DATA EXCERPTS:
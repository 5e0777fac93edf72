//! 全局基础类型与错误定义

use thiserror::Error;

// ── ID 类型别名 ───────────────────────────────────────────────────────────────

/// Segment 内部的稠密行号 `[0, num_docs)`
pub type DocId  = u32;
/// 列字典中的稠密编码 `[0, cardinality)`
pub type DictId = i32;

/// 星型树节点 / 文档号的无效值（落盘格式中也是 -1）
pub const INVALID_ID: i32 = -1;

// ── 段格式版本 ────────────────────────────────────────────────────────────────

/// Segment 目录格式版本
///
/// - `V1`：旧格式，星型树（若有）以单文件 `star_tree.bin` 存放，聚合文档直接追加在普通列之后
/// - `V2`：星型树统一写入 `star_tree_index`，由 `star_tree_index_map` 描述各段字节范围
#[derive(Debug, Clone, Copy, PartialEq, Eq, serde::Serialize, serde::Deserialize)]
pub enum SegmentVersion {
    V1,
    V2,
}

impl std::fmt::Display for SegmentVersion {
    fn fmt(&self, f: &mut std::fmt::Formatter<'_>) -> std::fmt::Result {
        match self {
            Self::V1 => write!(f, "v1"),
            Self::V2 => write!(f, "v2"),
        }
    }
}

// ── 错误 ──────────────────────────────────────────────────────────────────────

#[derive(Debug, Error)]
pub enum OlapError {
    /// 预期内的 I/O 失败（文件不存在、磁盘满等）
    #[error("I/O error: {0}")]
    Io(#[from] std::io::Error),
    /// 文件损坏：magic / version 不符、截断、越界
    #[error("corrupted segment data: {0}")]
    Corruption(String),
    #[error("checksum mismatch: {0}")]
    ChecksumMismatch(String),
    /// 非法查询，属于客户端错误，服务端不重试
    #[error("bad query request: {0}")]
    BadQuery(String),
    #[error("column not found: {0}")]
    ColumnNotFound(String),
    /// 规划阶段超过截止时间
    #[error("timed out: {0}")]
    Timeout(String),
    #[error("internal error: {0}")]
    Internal(String),
    #[error("query quota exceeded for table: {0}")]
    QuotaExceeded(String),
    #[error("invalid config: {0}")]
    Config(String),
    #[error("type conversion error: {0}")]
    TypeConversion(String),
    #[error("schema mismatch: {0}")]
    SchemaMismatch(String),
    #[error("unsupported: {0}")]
    Unsupported(String),
}

impl OlapError {
    /// 是否为客户端错误（调用方应返回 4xx 而非重试）
    pub fn is_client_error(&self) -> bool {
        matches!(self, Self::BadQuery(_) | Self::ColumnNotFound(_))
    }

    /// 段文件损坏类错误：必须中止整个 segment 加载
    pub fn is_corruption(&self) -> bool {
        matches!(self, Self::Corruption(_) | Self::ChecksumMismatch(_))
    }

    pub fn corruption(msg: impl Into<String>) -> Self { Self::Corruption(msg.into()) }
    pub fn bad_query(msg: impl Into<String>)  -> Self { Self::BadQuery(msg.into()) }
}

pub type Result<T> = std::result::Result<T, OlapError>;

WHAT THIS TASK INVOLVES:
The answer should be nothing but the number of lines in this data that include "bool".

EXERCISE RESPONSE:
2